Muzium Mat Sator (Muzium Mat Sator) is a museum in Old Kapayan Village in Tambunan District of Sabah, Malaysia. It is named after the follower and chief lieutenant of Mat Salleh, Mat Sator. The museum is located around 122-metre from the area of the Fort of Mat Salleh.

== History ==
The museum was constructed in the area of a former main fort of Mat Sator as a remembrance to the sacrifice of Mat Salleh's chief lieutenant, Mat Sator who put much efforts to protect Mat Salleh Fort in Tibabar during the local conflict against the North Borneo Chartered Company. The fort is strategically located north from Mat Salleh Fort near a river called Sunsuron. Mat Sator Fort was frequently visited by the wife of Mat Salleh, Dang Bandang including Mat Salleh himself. His wife sad said by the local people to have possessed supernatural powers which can alter any corn grain into 'killer bee' or a normal bee which believed to have slowly prevented the fall of the fort including Mat Salleh Fort. When the British successfully destroyed other smaller forts in Piasau, Toboh and Kalansatan villages, the fort of Mat Sator was finally destroyed on 21 January 1900. Through the ensuing conflicts, Mat Salleh together with around 1,000 indigenous Dusun and 300 Bajau were killed on 31 January 1900 with the fort were entirely destroyed by continuous shelling.

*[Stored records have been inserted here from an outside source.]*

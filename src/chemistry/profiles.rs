//! 목표 수질 프로파일 저장소.
//!
//! JSON 파일(`[{"name": ..., "ca": ..., "mg": ..., "na": ..., "so4": ..., "cl": ...}]`)에서
//! 프로파일 목록을 읽는다. 읽기에 실패하면 원인을 로그로 남기고 기본 프로파일 하나로 대체한다.

use serde::{Deserialize, Serialize};
use std::collections::HashSet;
use std::fs;
use std::path::Path;

/// 다섯 가지 목표 이온 농도 [mg/L].
#[derive(Debug, Clone, Copy, Default, PartialEq, Serialize, Deserialize)]
pub struct IonConcentrations {
    #[serde(rename = "ca")]
    pub calcium: f64,
    #[serde(rename = "mg")]
    pub magnesium: f64,
    #[serde(rename = "na")]
    pub sodium: f64,
    #[serde(rename = "so4")]
    pub sulfate: f64,
    #[serde(rename = "cl")]
    pub chloride: f64,
}

impl IonConcentrations {
    /// (이온 기호, 값) 쌍. 검증과 표 출력에 쓴다.
    pub fn entries(&self) -> [(&'static str, f64); 5] {
        [
            ("Ca", self.calcium),
            ("Mg", self.magnesium),
            ("Na", self.sodium),
            ("SO4", self.sulfate),
            ("Cl", self.chloride),
        ]
    }
}

/// 이름 붙은 목표 수질 프로파일.
#[derive(Debug, Clone, PartialEq, Serialize, Deserialize)]
pub struct MineralProfile {
    pub name: String,
    #[serde(flatten)]
    pub ions: IonConcentrations,
}

/// 파일을 읽지 못할 때 쓰는 기본 프로파일.
pub fn default_profile() -> MineralProfile {
    MineralProfile {
        name: "Default".to_string(),
        ions: IonConcentrations {
            calcium: 50.0,
            magnesium: 10.0,
            sodium: 10.0,
            sulfate: 50.0,
            chloride: 50.0,
        },
    }
}

/// 비어 있지 않고 이름이 겹치지 않는 프로파일 목록.
#[derive(Debug, Clone, PartialEq)]
pub struct ProfileSet {
    profiles: Vec<MineralProfile>,
}

impl ProfileSet {
    /// 목록을 검증해 만든다.
    pub fn new(profiles: Vec<MineralProfile>) -> Result<Self, ProfileError> {
        if profiles.is_empty() {
            return Err(ProfileError::Empty);
        }
        let mut seen = HashSet::new();
        for p in &profiles {
            if !seen.insert(p.name.as_str()) {
                return Err(ProfileError::DuplicateName(p.name.clone()));
            }
            if let Some((ion, value)) = p.ions.entries().into_iter().find(|(_, v)| *v < 0.0) {
                return Err(ProfileError::NegativeConcentration {
                    name: p.name.clone(),
                    ion,
                    value,
                });
            }
        }
        Ok(Self { profiles })
    }

    /// 기본 프로파일 하나만 담은 목록.
    pub fn fallback() -> Self {
        Self {
            profiles: vec![default_profile()],
        }
    }

    pub fn iter(&self) -> impl Iterator<Item = &MineralProfile> {
        self.profiles.iter()
    }

    pub fn names(&self) -> impl Iterator<Item = &str> {
        self.profiles.iter().map(|p| p.name.as_str())
    }

    pub fn find(&self, name: &str) -> Option<&MineralProfile> {
        self.profiles.iter().find(|p| p.name == name)
    }

    /// 첫 번째 프로파일. 목록은 항상 비어 있지 않다.
    pub fn first(&self) -> &MineralProfile {
        &self.profiles[0]
    }

    pub fn len(&self) -> usize {
        self.profiles.len()
    }

    pub fn is_empty(&self) -> bool {
        self.profiles.is_empty()
    }
}

/// 프로파일 파일을 읽는 중 발생 가능한 오류.
#[derive(Debug, thiserror::Error)]
pub enum ProfileError {
    #[error("프로파일 파일 입출력 오류: {0}")]
    Io(#[from] std::io::Error),
    #[error("프로파일 JSON 파싱 오류: {0}")]
    Json(#[from] serde_json::Error),
    #[error("프로파일 목록이 비어 있습니다")]
    Empty,
    #[error("프로파일 이름이 중복됩니다: {0}")]
    DuplicateName(String),
    #[error("프로파일 '{name}'의 {ion} 농도가 음수입니다: {value}")]
    NegativeConcentration {
        name: String,
        ion: &'static str,
        value: f64,
    },
}

/// JSON 문자열에서 프로파일 목록을 파싱한다.
pub fn parse_profiles(json: &str) -> Result<ProfileSet, ProfileError> {
    let profiles: Vec<MineralProfile> = serde_json::from_str(json)?;
    ProfileSet::new(profiles)
}

/// 파일에서 프로파일 목록을 읽는다. 실패 원인을 그대로 돌려준다.
pub fn read_profiles(path: &Path) -> Result<ProfileSet, ProfileError> {
    let content = fs::read_to_string(path)?;
    parse_profiles(&content)
}

/// 프로파일 목록을 읽는다. 어떤 이유로든 실패하면 기본 프로파일로 대체한다.
pub fn load_profiles(path: &Path) -> ProfileSet {
    match read_profiles(path) {
        Ok(set) => {
            tracing::debug!(path = %path.display(), count = set.len(), "loaded water profiles");
            set
        }
        Err(ProfileError::Io(e)) if e.kind() == std::io::ErrorKind::NotFound => {
            tracing::info!(path = %path.display(), "profile file not found, using default profile");
            ProfileSet::fallback()
        }
        Err(e) => {
            tracing::warn!(
                path = %path.display(),
                error = %e,
                "invalid profile file, using default profile"
            );
            ProfileSet::fallback()
        }
    }
}

#[cfg(test)]
mod tests {
    use super::*;

    #[test]
    fn parses_short_ion_keys() {
        let set = parse_profiles(
            r#"[{"name": "Pale Ale", "ca": 110, "mg": 18, "na": 17, "so4": 350, "cl": 50}]"#,
        )
        .unwrap();
        let p = set.find("Pale Ale").unwrap();
        assert_eq!(p.ions.sulfate, 350.0);
        assert_eq!(p.ions.magnesium, 18.0);
    }

    #[test]
    fn empty_list_is_rejected() {
        assert!(matches!(parse_profiles("[]"), Err(ProfileError::Empty)));
    }

    #[test]
    fn duplicate_names_are_rejected() {
        let json = r#"[
            {"name": "A", "ca": 1, "mg": 1, "na": 1, "so4": 1, "cl": 1},
            {"name": "A", "ca": 2, "mg": 2, "na": 2, "so4": 2, "cl": 2}
        ]"#;
        assert!(matches!(
            parse_profiles(json),
            Err(ProfileError::DuplicateName(n)) if n == "A"
        ));
    }

    #[test]
    fn negative_concentration_is_rejected() {
        let json = r#"[{"name": "Bad", "ca": 1, "mg": 1, "na": -3, "so4": 1, "cl": 1}]"#;
        assert!(matches!(
            parse_profiles(json),
            Err(ProfileError::NegativeConcentration { ion: "Na", .. })
        ));
    }

    #[test]
    fn missing_field_is_a_json_error() {
        let json = r#"[{"name": "NoCl", "ca": 1, "mg": 1, "na": 1, "so4": 1}]"#;
        assert!(matches!(parse_profiles(json), Err(ProfileError::Json(_))));
    }

    #[test]
    fn missing_file_falls_back_to_default() {
        let dir = tempfile::tempdir().unwrap();
        let set = load_profiles(&dir.path().join("nope.json"));
        assert_eq!(set.len(), 1);
        assert_eq!(set.first(), &default_profile());
    }

    #[test]
    fn malformed_file_falls_back_to_default() {
        let dir = tempfile::tempdir().unwrap();
        let path = dir.path().join("profiles.json");
        fs::write(&path, "{ not json").unwrap();
        let set = load_profiles(&path);
        assert_eq!(set.names().collect::<Vec<_>>(), vec!["Default"]);
    }
}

Mat Sator however survived and on 28 April 1900, they gathered around 300–400 followers and moving north to attack the British settlement in Kudat. Despite managing to overtake the settlement, they were soon overwhelmed by the counter-attack of the British and Mat Sator was finally killed in action. The current museum built in the location of his former fort was opened and officiated by Deputy Chief Minister Joseph Pairin Kitingan on 3 July 2017 under the support of Sabah Museum Department.

== Features ==
The museum exhibits various photographs and a host of local handicrafts and samples of varieties of bamboo species native to the Tambunan District. The exterior of the museum building adorned with replicas of traditional gongs. Photos of Sabah's iconic artistes and athletes (including the late Gabuh Piging), a Tambunan-born triple jumper who represented North Borneo in the 1956 Summer Olympics in Melbourne, Australia are also among the exhibits.